TASK BRIEF: Return each line of the listing that follows in which the string "counter" can be found.
Segment Start: RECORD SET
//! End-to-end checks over the library: captions in, Docs requests out.

use gijiroku::gdocs::{utf16_len, RequestBuilder, StyledOperation, Theme, ORIGIN};
use gijiroku::transcript::{
    participants_of, plain_text, render, CaptionParser, MeetingMetadata, SummaryData,
};

const CAPTIONS: &str = "WEBVTT

1
00:00:00.000 --> 00:00:05.500
田中太郎: 今日はですね

2
00:00:05.500 --> 00:00:12.000
田中太郎: よろしくお願いします

3
00:00:12.000 --> 00:00:15.000
鈴木花子: 資料はこちらです: https://example.com/deck
";

fn metadata(participants: Vec<String>) -> MeetingMetadata {
    MeetingMetadata {
        date: "2026-02-15 10:00".to_string(),
        topic: "週次定例".to_string(),
        participants,
        recording_url: Some(String::new()),
    }
}

fn inserts(operations: &[StyledOperation]) -> Vec<(usize, String)> {
    operations
        .iter()
        .filter_map(|op| match op {
            StyledOperation::InsertText(insert) => {
                Some((insert.location.index, insert.text.clone()))
            }
            _ => None,
        })
        .collect()
}

#[test]
fn test_captions_to_markdown() {
    let parser = CaptionParser::new().unwrap();
    let segments = parser.parse(CAPTIONS);

    assert_eq!(segments.len(), 2);
    assert_eq!(segments[0].text, "今日はですね\nよろしくお願いします");
    assert_eq!(segments[0].end, "00:00:12");
    assert_eq!(segments[1].text, "資料はこちらです: https://example.com/deck");

    let participants = participants_of(&segments);
    let markdown = render(&segments, &metadata(participants), None).to_markdown();

    assert!(markdown.contains("- 参加者: 田中太郎、鈴木花子"));
    assert!(!markdown.contains("録画URL"));
    assert!(!markdown.contains("## 要約"));
    assert!(markdown.contains("### 00:00:00 - 00:00:12\n\n**田中太郎**\n今日はですね\nよろしくお願いします\n"));
}

#[test]
fn test_plain_projection_has_no_markup() {
    let segments = CaptionParser::new().unwrap().parse(CAPTIONS);
    let text = plain_text(&segments);

    assert_eq!(
        text,
        "田中太郎: 今日はですね\nよろしくお願いします\n鈴木花子: 資料はこちらです: https://example.com/deck"
    );
    assert!(!text.contains("00:00"));
    assert!(!text.contains("**"));
}

#[test]
fn test_inserts_are_contiguous_and_precede_styles() {
    let segments = CaptionParser::new().unwrap().parse(CAPTIONS);
    let summary = SummaryData {
        summary: "次回までに資料を確認する。".to_string(),
        chapters: "- 資料: https://example.com/deck".to_string(),
    };
    let document = render(
        &segments,
        &metadata(participants_of(&segments)),
        Some(&summary),
    );

    for theme in [Theme::rich(), Theme::plain()] {
        let operations = RequestBuilder::new(theme).unwrap().build_document(&document);

        let first_style = operations
            .iter()
            .position(|op| !matches!(op, StyledOperation::InsertText(_)))
            .unwrap();
        assert!(operations[first_style..]
            .iter()
            .all(|op| !matches!(op, StyledOperation::InsertText(_))));

        let mut expected = ORIGIN;
        for (index, text) in inserts(&operations) {
            assert_eq!(index, expected);
            assert!(text.ends_with('\n'));
            expected += utf16_len(&text);
        }
        assert_eq!(inserts(&operations).len(), document.blocks.len());
    }
}

#[test]
fn test_text_and_block_paths_agree() {
    let segments = CaptionParser::new().unwrap().parse(CAPTIONS);
    let document = render(&segments, &metadata(participants_of(&segments)), None);
    let builder = RequestBuilder::new(Theme::rich()).unwrap();

    assert_eq!(
        builder.build_document(&document),
        builder.build_from_text(&document.to_markdown())
    );
}
use anyhow::{Context, Result};
use async_trait::async_trait;
use chrono::NaiveDate;
use reqwest::header::LOCATION;
use reqwest::{redirect, Response, StatusCode};
use serde::{Deserialize, Serialize};
use tokio::sync::Mutex;
use tracing::{debug, info};

use super::models::{Meeting, RecordingsPage, ZoomSummary};
use crate::config::ZoomConfig;
use crate::http::{check_status, with_backoff, ApiError, MAX_RETRIES};
use crate::pipeline::RecordingSource;

const SERVICE: &str = "Zoom";
const PAGE_SIZE: u32 = 300;

#[derive(Debug, Deserialize)]
struct TokenResponse {
    access_token: String,
}

/// Server-to-Server OAuth client for the cloud recording API.
pub struct ZoomClient {
    client: reqwest::Client,
    /// Download requests must not carry the bearer token across redirects,
    /// so this client stops at the first 3xx.
    download_client: reqwest::Client,
    account_id: String,
    client_id: String,
    client_secret: String,
    oauth_url: String,
    api_base: String,
    token: Mutex<Option<String>>,
}

impl ZoomClient {
    pub fn new(config: &ZoomConfig) -> Result<Self> {
        let client = reqwest::Client::builder()
            .build()
            .context("Failed to create HTTP client")?;
        let download_client = reqwest::Client::builder()
            .redirect(redirect::Policy::none())
            .build()
            .context("Failed to create download HTTP client")?;
        let api_base = config.api_base.trim_end_matches('/').to_string();

        info!("Initialized Zoom client with base URL: {}", api_base);

        Ok(Self {
            client,
            download_client,
            account_id: config.account_id.clone(),
            client_id: config.client_id.clone(),
            client_secret: config.client_secret.clone(),
            oauth_url: config.oauth_url.clone(),
            api_base,
            token: Mutex::new(None),
        })
    }

    /// Fetches an account-credentials token once and reuses it for the run.
    async fn access_token(&self) -> Result<String, ApiError> {
        let mut cached = self.token.lock().await;
        if let Some(token) = cached.as_ref() {
            return Ok(token.clone());
        }

        debug!("Requesting Zoom access token");
        let response = self
            .client
            .post(&self.oauth_url)
            .query(&[
                ("grant_type", "account_credentials"),
                ("account_id", self.account_id.as_str()),
            ])
            .basic_auth(&self.client_id, Some(&self.client_secret))
            .send()
            .await
            .map_err(|e| ApiError::transport(SERVICE, e))?;
        let response = check_status(SERVICE, response).await?;
        let token: TokenResponse = response
            .json()
            .await
            .map_err(|e| ApiError::decode(SERVICE, e.to_string()))?;

        *cached = Some(token.access_token.clone());
        Ok(token.access_token)
    }

    /// Authenticated GET, retried while the API rate-limits us.
    async fn api_get<Q>(&self, url: &str, query: &Q) -> Result<Response, ApiError>
    where
        Q: Serialize + ?Sized,
    {
        let token = self.access_token().await?;
        with_backoff("Zoom API request", MAX_RETRIES, ApiError::is_rate_limited, || async {
            let response = self
                .client
                .get(url)
                .bearer_auth(&token)
                .query(query)
                .send()
                .await
                .map_err(|e| ApiError::transport(SERVICE, e))?;
            check_status(SERVICE, response).await
        })
        .await
    }

    /// Downloads follow a 301/302 by hand; the storage host behind the
    /// redirect is fetched without credentials.
    async fn download(&self, url: &str) -> Result<Response, ApiError> {
        let token = self.access_token().await?;
        let response = self
            .download_client
            .get(url)
            .bearer_auth(&token)
            .send()
            .await
            .map_err(|e| ApiError::transport(SERVICE, e))?;

        let response = match response.status() {
            StatusCode::MOVED_PERMANENTLY | StatusCode::FOUND => {
                let location = response
                    .headers()
                    .get(LOCATION)
                    .and_then(|value| value.to_str().ok())
                    .ok_or_else(|| ApiError::decode(SERVICE, "redirect without Location header"))?;
                let target = response
                    .url()
                    .join(location)
                    .map_err(|e| ApiError::decode(SERVICE, e.to_string()))?;

                debug!("Following download redirect to {}", target.host_str().unwrap_or(""));
                self.client
                    .get(target)
                    .send()
                    .await
                    .map_err(|e| ApiError::transport(SERVICE, e))?
            }
            _ => response,
        };

        check_status(SERVICE, response).await
    }
}

#[async_trait]
impl RecordingSource for ZoomClient {
    async fn list_meetings(&self, from: NaiveDate, to: NaiveDate) -> Result<Vec<Meeting>> {
        let url = format!("{}/accounts/me/recordings", self.api_base);
        let mut meetings = Vec::new();
        let mut next_page_token: Option<String> = None;

        loop {
            let mut query = vec![
                ("from", from.to_string()),
                ("to", to.to_string()),
                ("page_size", PAGE_SIZE.to_string()),
            ];
            if let Some(token) = &next_page_token {
                query.push(("next_page_token", token.clone()));
            }

            let page: RecordingsPage = self
                .api_get(&url, &query)
                .await
                .context("Failed to list Zoom recordings")?
                .json()
                .await
                .context("Failed to parse Zoom recordings response")?;

            meetings.extend(page.meetings);
            match page.next_page_token {
                Some(token) if !token.is_empty() => next_page_token = Some(token),
                _ => break,
            }
        }

        info!(
            "Found {} recorded meetings between {} and {}",
            meetings.len(),
            from,
            to
        );
        Ok(meetings)
    }

    async fn fetch_transcript(&self, url: &str) -> Result<String> {
        let text = self
            .download(url)
            .await
            .context("Failed to download transcript")?
            .text()
            .await
            .context("Failed to read transcript body")?;
        debug!("Downloaded transcript: {} chars", text.len());
        Ok(text)
    }

    async fn fetch_summary(&self, url: &str) -> Result<ZoomSummary> {
        self.download(url)
            .await
            .context("Failed to download meeting summary")?
            .json()
            .await
            .context("Failed to parse meeting summary")
    }
}

#[cfg(test)]
mod tests {
    use super::*;
    use axum::extract::Query;
    use axum::http::{header, HeaderMap, StatusCode};
    use axum::response::IntoResponse;
    use axum::routing::{get, post};
    use axum::{Json, Router};
    use serde_json::json;
    use std::collections::HashMap;
    use std::sync::atomic::{AtomicU32, Ordering};
    use std::sync::Arc;

    async fn serve(router: Router) -> String {
        let listener = tokio::net::TcpListener::bind("127.0.0.1:0").await.unwrap();
        let addr = listener.local_addr().unwrap();
        tokio::spawn(async move {
            axum::serve(listener, router).await.unwrap();
        });
        format!("http://{}", addr)
    }

    fn config(base: &str) -> ZoomConfig {
        ZoomConfig {
            account_id: "test_account".to_string(),
            client_id: "test_client".to_string(),
            client_secret: "test_secret".to_string(),
            oauth_url: format!("{}/oauth/token", base),
            api_base: format!("{}/v2", base),
            ..ZoomConfig::default()
        }
    }

    fn is_authorized(headers: &HeaderMap) -> bool {
        headers
            .get(header::AUTHORIZATION)
            .and_then(|v| v.to_str().ok())
            == Some("Bearer test_token")
    }

    fn token_route() -> Router {
        Router::new().route(
            "/oauth/token",
            post(|Query(params): Query<HashMap<String, String>>, headers: HeaderMap| async move {
                assert_eq!(params.get("grant_type").map(String::as_str), Some("account_credentials"));
                assert_eq!(params.get("account_id").map(String::as_str), Some("test_account"));
                assert!(headers.contains_key(header::AUTHORIZATION));
                Json(json!({"access_token": "test_token", "expires_in": 3600}))
            }),
        )
    }

    #[tokio::test]
    async fn test_list_meetings_follows_pages() {
        let router = token_route().route(
            "/v2/accounts/me/recordings",
            get(|Query(params): Query<HashMap<String, String>>, headers: HeaderMap| async move {
                assert!(is_authorized(&headers));
                assert_eq!(params.get("from").map(String::as_str), Some("2026-02-14"));
                assert_eq!(params.get("to").map(String::as_str), Some("2026-02-15"));
                let body = match params.get("next_page_token").map(String::as_str) {
                    None => json!({
                        "meetings": [{
                            "uuid": "meeting_123",
                            "topic": "テスト会議",
                            "start_time": "2026-02-15T10:00:00Z",
                            "share_url": "https://zoom.us/rec/share/abc123",
                            "recording_files": []
                        }],
                        "next_page_token": "page2"
                    }),
                    Some(_) => json!({
                        "meetings": [{"uuid": "meeting_456", "recording_files": []}],
                        "next_page_token": ""
                    }),
                };
                Json(body)
            }),
        );
        let base = serve(router).await;
        let client = ZoomClient::new(&config(&base)).unwrap();

        let meetings = client
            .list_meetings(
                NaiveDate::from_ymd_opt(2026, 2, 14).unwrap(),
                NaiveDate::from_ymd_opt(2026, 2, 15).unwrap(),
            )
            .await
            .unwrap();

        assert_eq!(meetings.len(), 2);
        assert_eq!(meetings[0].topic.as_deref(), Some("テスト会議"));
        assert_eq!(
            meetings[0].share_url.as_deref(),
            Some("https://zoom.us/rec/share/abc123")
        );
        assert_eq!(meetings[1].uuid, "meeting_456");
    }

    #[tokio::test]
    async fn test_rate_limited_request_is_retried() {
        let calls = Arc::new(AtomicU32::new(0));
        let counter = calls.clone();
        let router = token_route().route(
            "/v2/accounts/me/recordings",
            get(move || {
                let counter = counter.clone();
                async move {
                    if counter.fetch_add(1, Ordering::SeqCst) == 0 {
                        StatusCode::TOO_MANY_REQUESTS.into_response()
                    } else {
                        Json(json!({"meetings": []})).into_response()
                    }
                }
            }),
        );
        let base = serve(router).await;
        let client = ZoomClient::new(&config(&base)).unwrap();
        let day = NaiveDate::from_ymd_opt(2026, 2, 15).unwrap();

        let meetings = client.list_meetings(day, day).await.unwrap();

        assert!(meetings.is_empty());
        assert_eq!(calls.load(Ordering::SeqCst), 2);
    }

    #[tokio::test]
    async fn test_download_follows_redirect_without_token() {
        let router = token_route()
            .route(
                "/download/transcript",
                get(|headers: HeaderMap| async move {
                    assert!(is_authorized(&headers));
                    (StatusCode::FOUND, [(header::LOCATION, "/storage/transcript.vtt")])
                }),
            )
            .route(
                "/storage/transcript.vtt",
                get(|headers: HeaderMap| async move {
                    assert!(!headers.contains_key(header::AUTHORIZATION));
                    "WEBVTT\n\n1\n00:00:00.000 --> 00:00:05.000\nテスト"
                }),
            );
        let base = serve(router).await;
        let client = ZoomClient::new(&config(&base)).unwrap();

        let vtt = client
            .fetch_transcript(&format!("{}/download/transcript", base))
            .await
            .unwrap();

        assert!(vtt.contains("WEBVTT"));
        assert!(vtt.contains("テスト"));
    }

    #[tokio::test]
    async fn test_fetch_summary() {
        let router = token_route().route(
            "/download/summary",
            get(|| async {
                Json(json!({
                    "overall_summary": "全体の要約",
                    "items": [{"label": "議題A", "summary": "決定"}]
                }))
            }),
        );
        let base = serve(router).await;
        let client = ZoomClient::new(&config(&base)).unwrap();

        let summary = client
            .fetch_summary(&format!("{}/download/summary", base))
            .await
            .unwrap();

        assert_eq!(summary.overall_summary.as_deref(), Some("全体の要約"));
        assert_eq!(summary.items.len(), 1);
    }

    #[tokio::test]
    async fn test_download_error_status() {
        let router = token_route().route(
            "/download/missing",
            get(|| async { StatusCode::NOT_FOUND }),
        );
        let base = serve(router).await;
        let client = ZoomClient::new(&config(&base)).unwrap();

        let err = client
            .fetch_transcript(&format!("{}/download/missing", base))
            .await
            .unwrap_err();

        assert!(format!("{:#}", err).contains("404"));
    }
}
Segment End: RECORD SET
RESULT:
        let counter = calls.clone();
                let counter = counter.clone();
                    if counter.fetch_add(1, Ordering::SeqCst) == 0 {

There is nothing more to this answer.